Une telle interdiction est toutefois susceptible de résulter d’une délibération en ce sens du conseil municipal ou de l’organe délibérant de l’établissement public de coopération intercommunale ou du syndicat mixte compétent pour prendre la délibération institutive de la redevance de stationnement mentionnée au I de l’article L. 2333-87 du Code général des collectivités territoriales, notamment dans l’objectif, mentionné au sixième alinéa du même I, de favoriser la rotation du stationnement des véhicules sur la voirie. Par ailleurs, lorsqu’une telle interdiction n’est pas expressément mentionnée dans le règlement fixant les dispositions relatives au stationnement payant sur la voirie, elle doit néanmoins être regardée comme résultant des dispositions d’un règlement qui prescrivent au conducteur de renseigner le numéro d’immatriculation de son véhicule au moment de s’acquitter, au début du stationnement, de la redevance au barème de paiement immédiat.

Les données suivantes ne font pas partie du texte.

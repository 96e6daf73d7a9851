//! Test doubles and request helpers shared by the gateway tests

#![allow(dead_code)]

use std::sync::{
    Arc, Mutex,
    atomic::{AtomicUsize, Ordering},
};

use async_trait::async_trait;
use axum::{
    Router,
    body::Body,
    http::{Method, Request, StatusCode, header},
    response::Response,
};
use common::rpc::{Code, OrderItem, Reply};
use gateway::{
    AppState,
    clients::{ClientError, IdentityClient, OrderClient},
    routes::create_router,
};
use http_body_util::BodyExt;
use serde_json::Value;
use tower::ServiceExt;

/// How the fake identity service answers `validate`
#[derive(Clone, Copy)]
pub enum ValidateMode {
    /// Accept the listed token only
    Accept,
    /// Answer every call with an infrastructure failure
    Unavailable,
}

/// Identity service double
pub struct FakeIdentity {
    pub valid_token: &'static str,
    pub user_id: i64,
    pub mode: ValidateMode,
    pub validate_calls: AtomicUsize,
}

impl FakeIdentity {
    pub fn new() -> Self {
        Self {
            valid_token: "good-token",
            user_id: 42,
            mode: ValidateMode::Accept,
            validate_calls: AtomicUsize::new(0),
        }
    }

    pub fn unavailable() -> Self {
        Self {
            mode: ValidateMode::Unavailable,
            ..Self::new()
        }
    }

    pub fn calls(&self) -> usize {
        self.validate_calls.load(Ordering::SeqCst)
    }

    fn outage(&self) -> ClientError {
        ClientError::Upstream {
            service: "identity",
            status: StatusCode::SERVICE_UNAVAILABLE,
        }
    }
}

#[async_trait]
impl IdentityClient for FakeIdentity {
    async fn register(&self, email: &str, _password: &str) -> Result<Reply<()>, ClientError> {
        match (self.mode, email) {
            (ValidateMode::Unavailable, _) => Err(self.outage()),
            (_, "taken@x.com") => Ok(Reply::Rejected {
                code: Code::AlreadyExists,
                message: "User already exists".to_string(),
            }),
            _ => Ok(Reply::Accepted(())),
        }
    }

    async fn login(&self, _email: &str, password: &str) -> Result<Reply<String>, ClientError> {
        match (self.mode, password) {
            (ValidateMode::Unavailable, _) => Err(self.outage()),
            (_, "secret123") => Ok(Reply::Accepted(self.valid_token.to_string())),
            _ => Ok(Reply::Rejected {
                code: Code::Unauthenticated,
                message: "Invalid credentials".to_string(),
            }),
        }
    }

    async fn validate(&self, token: &str) -> Result<Reply<i64>, ClientError> {
        self.validate_calls.fetch_add(1, Ordering::SeqCst);
        match self.mode {
            ValidateMode::Unavailable => Err(self.outage()),
            ValidateMode::Accept if token == self.valid_token => Ok(Reply::Accepted(self.user_id)),
            ValidateMode::Accept => Ok(Reply::Rejected {
                code: Code::Unauthenticated,
                message: "Invalid token".to_string(),
            }),
        }
    }
}

/// Order service double that records who placed each order
#[derive(Default)]
pub struct FakeOrders {
    pub placed: Mutex<Vec<(i64, Vec<OrderItem>)>>,
}

impl FakeOrders {
    pub fn placed(&self) -> Vec<(i64, Vec<OrderItem>)> {
        self.placed.lock().unwrap().clone()
    }
}

#[async_trait]
impl OrderClient for FakeOrders {
    async fn create_order(
        &self,
        user_id: i64,
        items: Vec<OrderItem>,
    ) -> Result<Reply<i64>, ClientError> {
        if items.is_empty() {
            return Ok(Reply::Rejected {
                code: Code::InvalidArgument,
                message: "Order must have at least one item".to_string(),
            });
        }

        let mut placed = self.placed.lock().unwrap();
        placed.push((user_id, items));
        Ok(Reply::Accepted(placed.len() as i64))
    }
}

pub fn app(identity: Arc<dyn IdentityClient>, orders: Arc<dyn OrderClient>) -> Router {
    create_router(AppState { identity, orders })
}

pub async fn send(
    app: Router,
    method: Method,
    path: &str,
    authorization: Option<&str>,
    body: &str,
) -> Response {
    let mut request = Request::builder()
        .method(method)
        .uri(path)
        .header(header::CONTENT_TYPE, "application/json");

    if let Some(value) = authorization {
        request = request.header(header::AUTHORIZATION, value);
    }

    app.oneshot(request.body(Body::from(body.to_string())).unwrap())
        .await
        .unwrap()
}

pub async fn post(app: Router, path: &str, authorization: Option<&str>, body: Value) -> Response {
    send(app, Method::POST, path, authorization, &body.to_string()).await
}

pub async fn json_body(response: Response) -> Value {
    let bytes = response.into_body().collect().await.unwrap().to_bytes();
    serde_json::from_slice(&bytes).unwrap()
}
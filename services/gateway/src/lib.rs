//! HTTP gateway in front of the identity and order services

pub mod clients;
pub mod config;
pub mod error;
pub mod middleware;
pub mod models;
pub mod routes;
pub mod state;

pub use state::AppState;
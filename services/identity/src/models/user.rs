//! User model and related functionality

use sqlx::FromRow;
use std::fmt;

/// User entity as held by the credential store
///
/// Never serialized: the hash must not leave the identity service.
#[derive(Clone, FromRow)]
pub struct User {
    pub id: i64,
    pub email: String,
    pub password_hash: String,
}

impl fmt::Debug for User {
    fn fmt(&self, f: &mut fmt::Formatter<'_>) -> fmt::Result {
        f.debug_struct("User")
            .field("id", &self.id)
            .field("email", &self.email)
            .field("password_hash", &"<redacted>")
            .finish()
    }
}
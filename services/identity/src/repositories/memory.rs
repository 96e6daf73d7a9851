//! In-process credential store for tests and local runs

use async_trait::async_trait;
use std::collections::HashMap;
use std::sync::Arc;
use tokio::sync::Mutex;

use super::{CredentialStore, StoreError};
use crate::models::User;

#[derive(Debug, Default)]
struct Entries {
    last_id: i64,
    by_email: HashMap<String, User>,
}

/// Credential store kept in memory
///
/// Ids are assigned from a counter and never reused; uniqueness is enforced
/// under the same lock as the insert.
#[derive(Debug, Clone, Default)]
pub struct MemoryCredentialStore {
    entries: Arc<Mutex<Entries>>,
}

impl MemoryCredentialStore {
    pub fn new() -> Self {
        Self::default()
    }

    /// Number of stored users
    pub async fn count(&self) -> usize {
        self.entries.lock().await.by_email.len()
    }
}

#[async_trait]
impl CredentialStore for MemoryCredentialStore {
    async fn create(&self, email: &str, password_hash: &str) -> Result<User, StoreError> {
        let mut entries = self.entries.lock().await;

        if entries.by_email.contains_key(email) {
            return Err(StoreError::AlreadyExists);
        }

        entries.last_id += 1;
        let user = User {
            id: entries.last_id,
            email: email.to_string(),
            password_hash: password_hash.to_string(),
        };
        entries.by_email.insert(email.to_string(), user.clone());

        Ok(user)
    }

    async fn find_by_email(&self, email: &str) -> Result<User, StoreError> {
        self.entries
            .lock()
            .await
            .by_email
            .get(email)
            .cloned()
            .ok_or(StoreError::NotFound)
    }
}
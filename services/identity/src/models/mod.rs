//! Identity service models

pub mod user;

// Re-export for convenience
pub use user::User;
//! Custom error types for the common library
//!
//! This module defines the infrastructure error types shared by every
//! service that talks to the relational store.

use sqlx::Error as SqlxError;
use thiserror::Error;

/// Custom error type for database operations
#[derive(Error, Debug)]
pub enum DatabaseError {
    /// Error occurred during database connection
    #[error("Database connection error: {0}")]
    Connection(#[source] SqlxError),

    /// Error occurred during database query execution
    #[error("Database query error: {0}")]
    Query(#[source] SqlxError),

    /// Error occurred while creating a table that was absent
    #[error("Database schema error: {0}")]
    Schema(#[source] SqlxError),

    /// Configuration error
    #[error("Database configuration error: {0}")]
    Configuration(String),
}

/// Type alias for Result with DatabaseError
pub type DatabaseResult<T> = Result<T, DatabaseError>;
use std::sync::Arc;

use anyhow::Result;
use common::{database, shutdown::shutdown_signal, telemetry::init_tracing};
use tracing::info;

use identity::{
    AppState,
    config::IdentityConfig,
    jwt::TokenService,
    password::PasswordHasher,
    repositories::PgCredentialStore,
    routes,
    service::IdentityService,
};

#[tokio::main]
async fn main() -> Result<()> {
    dotenvy::dotenv().ok();
    init_tracing("identity")?;

    info!("Starting identity service");

    let config = IdentityConfig::from_env()?;

    // Initialize database connection pool
    let pool = database::connect_with_retry(&config.database).await?;

    let store = PgCredentialStore::new(pool);
    store.init_schema().await?;

    let hasher = PasswordHasher::new(&config.password)?;
    let tokens = TokenService::new(&config.jwt);

    let app_state = AppState {
        identity: IdentityService::new(Arc::new(store), hasher, tokens),
    };

    info!("Identity service initialized successfully");

    // Start the web server
    let app = routes::create_router(app_state);

    let listener = tokio::net::TcpListener::bind(config.bind_addr).await?;
    info!("Identity service listening on {}", config.bind_addr);

    axum::serve(listener, app)
        .with_graceful_shutdown(shutdown_signal())
        .await?;

    Ok(())
}
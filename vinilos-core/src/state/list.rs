use std::sync::Arc;

use tokio::sync::watch;
use tracing::warn;

use crate::repository::ListSource;

/// Lifecycle of one collection screen. Exactly one state is active at a
/// time; an empty remote list lands in `Empty`, never `Success(vec![])`.
#[derive(Debug, Clone, PartialEq)]
pub enum ListState<T> {
    Loading,
    Success(Vec<T>),
    Empty,
    Error(String),
}

/// Collection-screen state machine over any [`ListSource`].
///
/// Construction enters `Loading` and dispatches the first fetch
/// immediately. `refresh` is callable from any state — retry from `Error`,
/// pull-to-refresh from `Success`. Concurrent refreshes are not
/// deduplicated; every dispatch completes and the published state reflects
/// whichever result lands last.
///
/// The machine only ever publishes remote results. Consumers that want to
/// paint the last locally stored snapshot while the first fetch is in
/// flight read it from the repository's `cached()` before subscribing
/// (e.g. [`crate::repository::AlbumRepository::cached`]).
///
/// Must be created inside a tokio runtime.
pub struct ListStateMachine<T> {
    source: Arc<dyn ListSource<T>>,
    tx: watch::Sender<ListState<T>>,
}

impl<T: Clone + Send + Sync + 'static> ListStateMachine<T> {
    pub fn new(source: Arc<dyn ListSource<T>>) -> Self {
        let (tx, _) = watch::channel(ListState::Loading);
        let machine = Self { source, tx };
        machine.refresh();
        machine
    }

    pub fn subscribe(&self) -> watch::Receiver<ListState<T>> {
        self.tx.subscribe()
    }

    pub fn current(&self) -> ListState<T> {
        self.tx.borrow().clone()
    }

    pub fn refresh(&self) {
        self.tx.send_replace(ListState::Loading);
        let source = Arc::clone(&self.source);
        let tx = self.tx.clone();
        tokio::spawn(async move {
            let next = match source.list().await {
                Ok(items) if items.is_empty() => ListState::Empty,
                Ok(items) => ListState::Success(items),
                Err(e) => {
                    warn!("list fetch failed: {}", e);
                    ListState::Error(e.to_string())
                }
            };
            tx.send_replace(next);
        });
    }
}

Dès lors, le conducteur qui s’est acquitté, au titre d’un emplacement sur la voirie, d’une redevance de stationnement correspondant à une certaine durée, peut en principe faire stationner successivement, à cet emplacement et pendant cette durée, différents véhicules dont les caractéristiques correspondent au barème tarifaire choisi, qu’il soit ou non titulaire de leur certificat d’immatriculation, sauf si le conseil municipal ou l’organe délibérant de l’établissement public de coopération intercommunale ou du syndicat mixte compétent en a disposé autrement dans les conditions mentionnées au point précédent.

Notes de bas de pages

  • 1.
    Rappr. Cass. 3e civ., 16 déc. 2009, n° 08-14932, Épx Taffoureau : Bull. civ. III, n° 284.
  • 2.
    Rappr. CE, sect., 14 mars 1975, n° 93217, SCI de la Vallée de Chevreuse : Lebon 1975, p. 197.
  • 3.
    V. T. confl., 22 janv. 1921, Sté commerciale de l’Ouest Africain (dit du Bac d’Eloka) : Lebon 1921, p. 91 – T. confl., 12 janv. 1987, n° 02432, Cie des Eaux et de l’Ozone : Lebon 1987, p. 442 – CE, 20 janv. 1988, n° 70719, SCI La Colline : Lebon 1988, p. 21 – T. confl., 8 oct. 2018, n° 4135, Cne de Malroy : Lebon 2018, p. 581, 609 et 610.
  • 4.
    V. CE, 27 avr. 2011, n° 334396, Association pour une formation médicale indépendante (Formindep) : Lebon 2011, p. 168.
  • 5.
    Cons. const., 3 juill. 2020, n° 2020-851/852 QPC : RFDA 2020, p. 887.